Before coming here to Oregon Health and Science University and the Portland VA, I was a medical officer at the US Food & Drug Administration (FDA), doing clinical reviews of new drug applications. Prior to that, I had been at the National Institute of Mental Health (NIMH), doing a fellowship. I thought that NIMH was a mecca and that I had access to the very best information. But when I left NIMH and went to the FDA, I realized I had been in the dark, basically clueless.

At the FDA, once I started reviewing new drug applications, I became aware of a large number of negative trials. I had never seen a negative trial before in a peer-reviewed journal. My impression had always been, and the teaching I'd always received, was that the peer-reviewed literature was the Holy Grail, the most authoritative source of medical information there was. As I came to see it, this just wasn't the case.

Seeing these negative trials at the FDA, I felt that I had this for-your-eyes-only kind of access to secret information. If I hadn't worked at the FDA, I wouldn't have known that these negative trials existed. Later, when I came to academia, I saw a naiveté among my colleagues and medical professionals, this belief that if something is published in a journal, it must be so. I felt it was wrong that medical professionals, on the front lines treating patients, should be getting a sanitized view of drug efficacy—they need to know the whole story.

Did this actually affect research or just prescribing practices?

Both. For research, it was an uphill battle getting approval to do clinical trials involving placebo. Our institutional review board (IRB) took the position that placebos were unnecessary and that all you had to do to prove a drug worked was to compare it with a so-called known effective drug.

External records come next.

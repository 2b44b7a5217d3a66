//! The revision register: a delimited file with one row per document.
//!
//! The header row must contain `drawing_id`. The `rev`, `issue_date` and
//! `status` columns are optional. A register that does not exist is treated
//! as empty, but a register without its key column is rejected outright.

use std::{
    collections::{BTreeSet, HashMap},
    io,
    path::{Path, PathBuf},
};

use crate::domain::{Document, RevisionEntry, RevisionLookup};

/// The key column of the register.
pub const KEY_COLUMN: &str = "drawing_id";

const COLUMNS: [&str; 5] = [KEY_COLUMN, "rev", "issue_date", "status", "exists"];
const KEY: usize = 0;
const EXISTS: usize = 4;

/// Revision metadata loaded from a register file.
#[derive(Debug, Clone, Default, PartialEq, Eq)]
pub struct Register {
    entries: HashMap<String, RevisionEntry>,
}

impl Register {
    /// Loads the register at `path`.
    ///
    /// A missing file is logged and yields an empty register.
    ///
    /// # Errors
    ///
    /// Returns an error if the file cannot be read, is not valid delimited
    /// text, or has no `drawing_id` column.
    pub fn load(path: &Path, delimiter: u8) -> Result<Self, RegisterError> {
        if !path.exists() {
            tracing::warn!("Register {} not found, revisions unknown", path.display());
            return Ok(Self::default());
        }

        let sheet = Sheet::read(path, delimiter)?;
        let [rev, issue_date, status] = ["rev", "issue_date", "status"].map(|c| sheet.column(c));

        let mut entries = HashMap::new();
        for record in &sheet.records {
            let id = field(record, Some(sheet.key));
            if id.is_empty() {
                continue;
            }
            let entry = RevisionEntry {
                rev: field(record, rev),
                issue_date: field(record, issue_date),
                status: field(record, status),
            };
            if entries.insert(id.clone(), entry).is_some() {
                tracing::debug!("Duplicate register row for {id}, keeping the last");
            }
        }

        tracing::debug!("Loaded {} register entries from {}", entries.len(), path.display());
        Ok(Self { entries })
    }

    /// Returns the entry for a base identifier.
    #[must_use]
    pub fn get(&self, id: &str) -> Option<&RevisionEntry> {
        self.entries.get(id)
    }

    /// Returns the number of entries.
    #[must_use]
    pub fn len(&self) -> usize {
        self.entries.len()
    }

    /// Returns `true` if the register has no entries.
    #[must_use]
    pub fn is_empty(&self) -> bool {
        self.entries.is_empty()
    }
}

impl RevisionLookup for Register {
    fn revision(&self, id: &str) -> Option<&RevisionEntry> {
        self.get(id)
    }
}

/// Counts reported by [`sync`].
#[derive(Debug, Clone, Copy, Default, PartialEq, Eq)]
pub struct SyncSummary {
    /// Rows added for documents the register did not know.
    pub added: usize,
    /// Identifiers whose document is in the folder.
    pub present: usize,
    /// Identifiers whose document is no longer in the folder.
    pub missing: usize,
}

/// Brings the register in line with a document listing.
///
/// Every row is marked `exists = no`, then every listed document is marked
/// `exists = yes`, adding an empty row where none exists. The known columns
/// are written first, followed by any other columns in their original
/// order. Rows are ordered by identifier; rows without one keep their
/// content and go last. No existing value is dropped.
///
/// # Errors
///
/// Returns an error if the existing register cannot be read or is missing its
/// key column, or if the updated register cannot be written.
pub fn sync(
    path: &Path,
    delimiter: u8,
    documents: &[Document],
) -> Result<SyncSummary, RegisterError> {
    let sheet = if path.exists() {
        Sheet::read(path, delimiter)?
    } else {
        tracing::info!("Creating register {}", path.display());
        Sheet::empty()
    };

    let extra: Vec<usize> = (0..sheet.headers.len())
        .filter(|&i| !COLUMNS.contains(&sheet.headers[i].as_str()))
        .collect();
    let sources: Vec<Option<usize>> = COLUMNS
        .iter()
        .map(|name| sheet.column(name))
        .chain(extra.iter().map(|&i| Some(i)))
        .collect();

    let mut rows: Vec<Vec<String>> = sheet
        .records
        .iter()
        .map(|record| {
            let mut row: Vec<String> = sources
                .iter()
                .map(|source| {
                    source
                        .and_then(|i| record.get(i))
                        .unwrap_or_default()
                        .to_string()
                })
                .collect();
            // fields past the end of the header row
            row.extend(record.iter().skip(sheet.headers.len()).map(str::to_string));
            row
        })
        .collect();

    let listed: BTreeSet<&str> = documents.iter().map(Document::base_id).collect();
    let mut known = BTreeSet::new();
    for row in &mut rows {
        let id = row[KEY].trim().to_string();
        if id.is_empty() {
            tracing::debug!("Keeping register row without {KEY_COLUMN} as is");
            continue;
        }
        row[KEY].clone_from(&id);
        row[EXISTS] = if listed.contains(id.as_str()) { "yes" } else { "no" }.to_string();
        known.insert(id);
    }

    let mut summary = SyncSummary::default();
    for id in &listed {
        if !known.contains(*id) {
            let mut row = vec![String::new(); sources.len()];
            row[KEY] = (*id).to_string();
            row[EXISTS] = "yes".to_string();
            rows.push(row);
            summary.added += 1;
        }
    }
    summary.present = listed.len();
    summary.missing = known
        .iter()
        .filter(|id| !listed.contains(id.as_str()))
        .count();

    rows.sort_by(|a, b| (a[KEY].is_empty(), &a[KEY]).cmp(&(b[KEY].is_empty(), &b[KEY])));

    let mut writer = csv::WriterBuilder::new()
        .delimiter(delimiter)
        .flexible(true)
        .from_writer(Vec::new());
    let csv_error = |source| RegisterError::Csv {
        path: path.to_path_buf(),
        source,
    };
    writer
        .write_record(
            COLUMNS
                .iter()
                .copied()
                .chain(extra.iter().map(|&i| sheet.headers[i].as_str())),
        )
        .map_err(csv_error)?;
    for row in &rows {
        writer.write_record(row).map_err(csv_error)?;
    }
    let bytes = writer.into_inner().map_err(|e| RegisterError::Io {
        path: path.to_path_buf(),
        source: e.into_error(),
    })?;

    std::fs::write(path, bytes).map_err(|source| RegisterError::Io {
        path: path.to_path_buf(),
        source,
    })?;

    Ok(summary)
}

/// A register file as read: trimmed header names and every record.
struct Sheet {
    headers: Vec<String>,
    key: usize,
    records: Vec<csv::StringRecord>,
}

impl Sheet {
    fn empty() -> Self {
        Self {
            headers: COLUMNS.map(String::from).to_vec(),
            key: KEY,
            records: Vec::new(),
        }
    }

    fn read(path: &Path, delimiter: u8) -> Result<Self, RegisterError> {
        let csv_error = |source| RegisterError::Csv {
            path: path.to_path_buf(),
            source,
        };

        let mut reader = csv::ReaderBuilder::new()
            .delimiter(delimiter)
            .flexible(true)
            .from_path(path)
            .map_err(csv_error)?;

        let headers: Vec<String> = reader
            .headers()
            .map_err(csv_error)?
            .iter()
            .map(|h| h.trim_start_matches('\u{feff}').trim().to_string())
            .collect();
        let key = headers
            .iter()
            .position(|h| h == KEY_COLUMN)
            .ok_or_else(|| RegisterError::MissingKeyColumn {
                path: path.to_path_buf(),
            })?;

        let records = reader
            .records()
            .collect::<Result<Vec<_>, _>>()
            .map_err(csv_error)?;

        Ok(Self {
            headers,
            key,
            records,
        })
    }

    fn column(&self, name: &str) -> Option<usize> {
        self.headers.iter().position(|h| h == name)
    }
}

fn field(record: &csv::StringRecord, index: Option<usize>) -> String {
    index
        .and_then(|i| record.get(i))
        .map(|value| value.trim().to_string())
        .unwrap_or_default()
}

/// Errors reading or writing the register.
#[derive(Debug, thiserror::Error)]
pub enum RegisterError {
    /// The file could not be read or written.
    #[error("Failed to access register {}: {source}", .path.display())]
    Io {
        /// Offending file.
        path: PathBuf,
        /// Underlying I/O error.
        source: io::Error,
    },

    /// The file is not valid delimited text.
    #[error("Failed to parse register {}: {source}", .path.display())]
    Csv {
        /// Offending file.
        path: PathBuf,
        /// Underlying CSV error.
        source: csv::Error,
    },

    /// The header row has no `drawing_id` column.
    #[error("Register {} has no 'drawing_id' column in its header row", .path.display())]
    MissingKeyColumn {
        /// Offending file.
        path: PathBuf,
    },
}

The reasoning is this: Let's say that drug A is your known effective drug, and you "know" it's effective because it's been approved by the FDA. Now say that a new drug, call it drug B, performs as well as drug A in a clinical trial. Then, voilà, by the law of transitivity, you have demonstrated that the new drug is effective, too. The flaw in this logic is that it rests on the premise that drug A is superior to placebo in every clinical trial. I knew otherwise from my time at the FDA, but the IRB wasn't going to just take my word for it because they had seen only positive trials in the literature.

So what you're saying is that a drug can be effective sometimes and not others, and so you never know if one of the other times is the case in your particular clinical trial?

Figure 1:

Figure 2:

View/download figures & descriptions.

Yes. People often think of efficacy as an all-or-nothing phenomenon. Once a drug gets the stamp of efficacy from the FDA, it's as if the light switch of drug efficacy has been flipped into the "on" position. In reality, it works more like a dimmer switch, along a continuum. That's where the concept of effect size comes in, which we can talk more about later.

Did you work on this before the work for the 2008 NEJM article?

Well, in 2005 I took part in a published debate and teamed with Martin Tramèr, a researcher in Switzerland. The opposing team took the position that placebos should almost never be used. We made the argument that you could make a serious public health gaffe by approving a drug that might have no advantage over placebo because you've tested it against a drug that beats placebo only some of the time. If you include a placebo arm in the trial, you can see whether the study drug and the active comparator separate from the placebo in that particular trial. Without the placebo arm, you're really just guessing.

In 2004 I wrote an essay in PLoS Medicine ("A taxpayer-funded clinical trials registry and results database," PLoS Medicine 1[3]: 180-2, December 2004). That was when there was a lot of talk about registries in the wake of the Vioxx scandal and the State of New York's lawsuit against Glaxo regarding Paxil for pediatric depression. My point was, let's not reinvent the wheel by creating a new system to combat publication bias. We already have a registry and results database—it's called the FDA. It's a gold mine of clinical trial data that goes back several decades, and we're ignoring it.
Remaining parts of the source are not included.